# The Developer's Guide to Semantic Code Search

## Introduction

Code search has two modes: you know what you're looking for, or you know what problem you're trying to solve.

The first mode is well-served. IDE symbol search, `grep`, language server `go-to-definition` — these work. They are fast and accurate when you already know the function name or file.

The second mode is the hard one. "Where does this system validate JWT tokens." "What runs when a background job fails." "How does the API rate limiter work." These queries don't have exact answers to match against. They require the search system to understand what you're describing and find the code that does it.

This guide covers the infrastructure, the tradeoffs, and the implementation patterns for building semantic code search that actually works at the L1 level — queries where the vocabulary doesn't match the code.

---

## Part 1: How Semantic Search Works

### The Core Mechanism

Semantic search converts text into dense vectors — fixed-length arrays of floating-point numbers where semantically similar text ends up in geometrically close positions. At query time, you convert the query into a vector and find the stored vectors closest to it.

The retrieval quality depends entirely on the quality of the embedding model. A model that places "user authentication" near `validate_jwt_token()` in vector space will return useful results. A model that places them far apart will return noise.

### Embedding Dimensions

Most embedding models produce 384- to 1536-dimensional vectors. Higher dimensionality generally means more expressive representations, at the cost of storage and computation. For code search:

- 384 dimensions: compact, fast, lower quality ceiling
- 768 dimensions: good balance for most codebases
- 1536 dimensions: highest quality, 4x storage vs. 384

The dimension doesn't matter as much as the model's training distribution. A 384-dimension model trained on code will outperform a 1536-dimension model trained on Wikipedia for code retrieval tasks.

### Similarity Metrics

**Cosine similarity** is the standard for text embeddings. It measures the angle between two vectors, normalized for magnitude. Range: -1 to 1. For retrieval, higher is better.

**Dot product** is faster (no normalization) and equivalent to cosine similarity when vectors are unit-normalized. Most embedding models return unit-normalized vectors; check your model's documentation.

**Euclidean distance** is less common for text but used in some approximate nearest neighbor libraries.
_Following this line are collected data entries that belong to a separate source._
// src/config/platform.rs

//! Locating the `wakatime-cli` binary.
//!
//! WakaTime editor plugins install a per-platform build under
//! `~/.wakatime/` named `wakatime-cli-<os>-<arch>` (Go's GOOS/GOARCH
//! spelling). `WAKATIME_HOME` replaces the home directory when set.

use std::path::{Path, PathBuf};

pub const WAKATIME_HOME_ENV: &str = "WAKATIME_HOME";
pub const WAKATIME_DIR: &str = ".wakatime";

/// Map Rust's `std::env::consts::OS` to the name used in release assets.
pub fn wakatime_os(os: &str) -> &str {
    match os {
        "macos" => "darwin",
        other => other,
    }
}

/// Map Rust's `std::env::consts::ARCH` to Go's GOARCH spelling.
pub fn wakatime_arch(arch: &str) -> &str {
    match arch {
        "x86_64" => "amd64",
        "aarch64" => "arm64",
        "x86" => "386",
        "powerpc64" => "ppc64",
        "riscv64" => "riscv64",
        other => other,
    }
}

/// File name of the binary for the given platform.
pub fn cli_binary_name(os: &str, arch: &str) -> String {
    let ext = if os == "windows" { ".exe" } else { "" };
    format!("wakatime-cli-{}-{}{}", wakatime_os(os), wakatime_arch(arch), ext)
}

/// `<base>/.wakatime/wakatime-cli-<os>-<arch>`, where `base` is
/// `wakatime_home` if given, else `home`.
pub fn cli_path_in(
    wakatime_home: Option<&Path>,
    home: Option<&Path>,
    os: &str,
    arch: &str,
) -> Option<PathBuf> {
    let base = wakatime_home.or(home)?;
    Some(base.join(WAKATIME_DIR).join(cli_binary_name(os, arch)))
}

/// Default binary location for the running process.
///
/// Returns `None` only if no home directory can be determined.
pub fn default_cli_path() -> Option<PathBuf> {
    let wakatime_home = std::env::var_os(WAKATIME_HOME_ENV)
        .filter(|v| !v.is_empty())
        .map(PathBuf::from);
    let home = dirs::home_dir();
    cli_path_in(
        wakatime_home.as_deref(),
        home.as_deref(),
        std::env::consts::OS,
        std::env::consts::ARCH,
    )
}
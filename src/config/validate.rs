// src/config/validate.rs

use std::path::{Path, PathBuf};

use tracing::{debug, info};

use crate::config::model::RawConfigFile;
use crate::errors::{Result, TiddlytimeError};
use crate::fs::FileSystem;

/// The watch directory after startup checks.
#[derive(Debug, Clone, PartialEq, Eq)]
pub struct WatchTarget {
    pub path: PathBuf,
    pub entry_count: usize,
}

/// Confirm the watch directory exists, is a directory, and can be listed.
///
/// The listing is only used for a diagnostic entry count. Every failure here
/// is fatal to startup.
pub fn validate_watch_target(fs: &dyn FileSystem, path: &Path) -> Result<WatchTarget> {
    if !fs.exists(path) {
        return Err(TiddlytimeError::WatchTargetMissing(path.to_path_buf()));
    }
    if !fs.is_dir(path) {
        return Err(TiddlytimeError::WatchTargetNotDir(path.to_path_buf()));
    }

    let path = match fs.canonicalize(path) {
        Ok(canon) => canon,
        Err(err) => {
            debug!(?path, error = %err, "could not canonicalize watch directory; using as given");
            path.to_path_buf()
        }
    };

    let entries = fs
        .list_dir(&path)
        .map_err(|err| TiddlytimeError::WatchTargetUnreadable {
            path: path.clone(),
            reason: format!("{err:#}"),
        })?;

    info!(dir = ?path, entries = entries.len(), "watch directory validated");

    Ok(WatchTarget {
        path,
        entry_count: entries.len(),
    })
}

/// Semantic checks on the optional TOML overrides.
pub fn validate_raw_config(cfg: &RawConfigFile) -> Result<()> {
    validate_heartbeat(cfg)?;
    validate_watch(cfg)?;
    Ok(())
}

fn validate_heartbeat(cfg: &RawConfigFile) -> Result<()> {
    if cfg.heartbeat.category.trim().is_empty() {
        return Err(TiddlytimeError::ConfigError(
            "[heartbeat].category must not be empty".to_string(),
        ));
    }
    if let Some(project) = &cfg.heartbeat.project {
        if project.trim().is_empty() {
            return Err(TiddlytimeError::ConfigError(
                "[heartbeat].project must not be empty when set".to_string(),
            ));
        }
    }
    Ok(())
}

fn validate_watch(cfg: &RawConfigFile) -> Result<()> {
    let watch = &cfg.watch;

    if watch.poll_interval_ms == 0 {
        return Err(TiddlytimeError::ConfigError(
            "[watch].poll_interval_ms must be >= 1 (got 0)".to_string(),
        ));
    }
    if watch.stability_threshold_ms < watch.poll_interval_ms {
        return Err(TiddlytimeError::ConfigError(format!(
            "[watch].stability_threshold_ms ({}) must be >= poll_interval_ms ({})",
            watch.stability_threshold_ms, watch.poll_interval_ms
        )));
    }
    if watch.title_file.trim().is_empty() {
        return Err(TiddlytimeError::ConfigError(
            "[watch].title_file must not be empty".to_string(),
        ));
    }
    Ok(())
}

#[cfg(test)]
mod tests {
    use super::*;
    use crate::fs::mock::MockFileSystem;

    #[test]
    fn counts_entries() {
        let fs = MockFileSystem::new();
        fs.add_file("/wiki/Note.tid", "x");
        fs.add_file("/wiki/$__StoryList.tid", "y");
        let target = validate_watch_target(&fs, Path::new("/wiki")).unwrap();
        assert_eq!(target.path, PathBuf::from("/wiki"));
        assert_eq!(target.entry_count, 2);
    }

    #[test]
    fn missing_dir() {
        let fs = MockFileSystem::new();
        let err = validate_watch_target(&fs, Path::new("/nope")).unwrap_err();
        assert!(matches!(err, TiddlytimeError::WatchTargetMissing(_)));
    }

    #[test]
    fn file_is_not_a_dir() {
        let fs = MockFileSystem::new();
        fs.add_file("/wiki.tid", "x");
        let err = validate_watch_target(&fs, Path::new("/wiki.tid")).unwrap_err();
        assert!(matches!(err, TiddlytimeError::WatchTargetNotDir(_)));
    }

    #[test]
    fn unreadable_dir() {
        let fs = MockFileSystem::new();
        fs.add_dir("/wiki");
        fs.deny_read("/wiki");
        let err = validate_watch_target(&fs, Path::new("/wiki")).unwrap_err();
        assert!(matches!(err, TiddlytimeError::WatchTargetUnreadable { .. }));
    }

    #[test]
    fn rejects_bad_timings() {
        let mut cfg = RawConfigFile::default();
        cfg.watch.poll_interval_ms = 0;
        assert!(validate_raw_config(&cfg).is_err());

        let mut cfg = RawConfigFile::default();
        cfg.watch.stability_threshold_ms = 50;
        cfg.watch.poll_interval_ms = 100;
        assert!(validate_raw_config(&cfg).is_err());
    }

    #[test]
    fn rejects_blank_category() {
        let mut cfg = RawConfigFile::default();
        cfg.heartbeat.category = "  ".to_string();
        assert!(matches!(
            validate_raw_config(&cfg),
            Err(TiddlytimeError::ConfigError(_))
        ));
    }
}
// src/main.rs

use tiddlytime::{cli, logging, run};

#[tokio::main]
async fn main() {
    let args = cli::parse();

    if let Err(err) = logging::init_logging(args.log_level) {
        eprintln!("tiddlytime error: {err:?}");
        std::process::exit(1);
    }

    if let Err(err) = run(args).await {
        tracing::error!("{err}");
        std::process::exit(1);
    }
}
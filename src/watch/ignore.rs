// src/watch/ignore.rs

//! Which files never produce a heartbeat.
//!
//! TiddlyWiki rewrites its story/history list tiddlers whenever the user
//! merely navigates, and keeps binary-tiddler metadata in `.meta` sidecars.
//! Neither is writing activity.

use std::collections::BTreeSet;
use std::fmt;
use std::path::Path;

use anyhow::{Context, Result};
use globset::{Glob, GlobSet, GlobSetBuilder};

/// Basenames that are always ignored.
pub const BUILTIN_IGNORED_NAMES: &[&str] =
    &["$__StoryList.tid", "$__StoryList_1.tid", "$__HistoryList.tid"];

/// Suffix rule: sidecar metadata files.
pub const META_SUFFIX: &str = ".meta";

/// Compiled ignore policy, matched against a path's basename only.
#[derive(Clone)]
pub struct IgnorePolicy {
    names: BTreeSet<String>,
    extra_patterns: Vec<String>,
    extra_set: Option<GlobSet>,
}

impl fmt::Debug for IgnorePolicy {
    fn fmt(&self, f: &mut fmt::Formatter<'_>) -> fmt::Result {
        f.debug_struct("IgnorePolicy")
            .field("names", &self.names)
            .field("extra_patterns", &self.extra_patterns)
            .finish_non_exhaustive()
    }
}

impl Default for IgnorePolicy {
    fn default() -> Self {
        Self {
            names: BUILTIN_IGNORED_NAMES.iter().map(|s| s.to_string()).collect(),
            extra_patterns: Vec::new(),
            extra_set: None,
        }
    }
}

impl IgnorePolicy {
    /// Built-in rules plus extra basename globs (e.g. `"Draft of *"`).
    pub fn with_patterns(extra_patterns: &[String]) -> Result<Self> {
        let mut policy = Self::default();
        if extra_patterns.is_empty() {
            return Ok(policy);
        }

        let mut builder = GlobSetBuilder::new();
        for pat in extra_patterns {
            let glob = Glob::new(pat).with_context(|| format!("invalid ignore pattern: {pat}"))?;
            builder.add(glob);
        }
        policy.extra_set = Some(builder.build()?);
        policy.extra_patterns = extra_patterns.to_vec();
        Ok(policy)
    }

    /// True if no heartbeat should be sent for `path`.
    pub fn is_ignored(&self, path: &Path) -> bool {
        let Some(name) = path.file_name() else {
            return false;
        };
        let name = name.to_string_lossy();

        if name.ends_with(META_SUFFIX) || self.names.contains(name.as_ref()) {
            return true;
        }
        match &self.extra_set {
            Some(set) => set.is_match(name.as_ref()),
            None => false,
        }
    }

    /// Human-readable rule list, for dry-run output and startup logs.
    pub fn describe(&self) -> Vec<String> {
        let mut rules: Vec<String> = self.names.iter().cloned().collect();
        rules.push(format!("*{META_SUFFIX}"));
        rules.extend(self.extra_patterns.iter().cloned());
        rules
    }
}
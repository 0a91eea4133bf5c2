#![allow(dead_code)]

use std::fs;
use std::path::{Path, PathBuf};

use tempfile::TempDir;

pub use tiddlytime_test_utils::{
    init_tracing, wait_until, with_timeout, RecordingBackend, SettingsBuilder,
};

/// A temporary wiki folder with one ordinary tiddler and a story list.
pub fn sample_wiki() -> std::io::Result<TempDir> {
    let dir = tempfile::tempdir()?;
    write_tiddler(dir.path(), "Note.tid", "title: Note\n\nSome text")?;
    write_tiddler(dir.path(), "$__StoryList.tid", "title: $:/StoryList\nlist: Note\n\n")?;
    Ok(dir)
}

pub fn write_tiddler(dir: &Path, name: &str, contents: &str) -> std::io::Result<PathBuf> {
    let path = dir.join(name);
    fs::write(&path, contents)?;
    Ok(path)
}

/// `--entity` value of a recorded heartbeat, as a path.
pub fn entity_of(cmd: &tiddlytime::exec::HeartbeatCommand) -> PathBuf {
    PathBuf::from(cmd.arg_value("--entity").expect("heartbeat without --entity"))
}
Lower is better.

For all practical purposes: use cosine similarity unless your library requires something else.

---

## Part 2: Chunking Strategy

How you split your codebase into chunks has a larger effect on retrieval quality than most developers expect.

### The Wrong Way: Fixed-Size Text Chunks

```python
# Don't do this for code
def chunk_text(text, size=512):
    return [text[i:i+size] for i in range(0, len(text), size)]
```

Fixed-size chunking cuts across function boundaries, class definitions, and logical units. The resulting chunks lose structural context. A chunk that starts mid-function has no type information, no function name, and often no meaningful semantics.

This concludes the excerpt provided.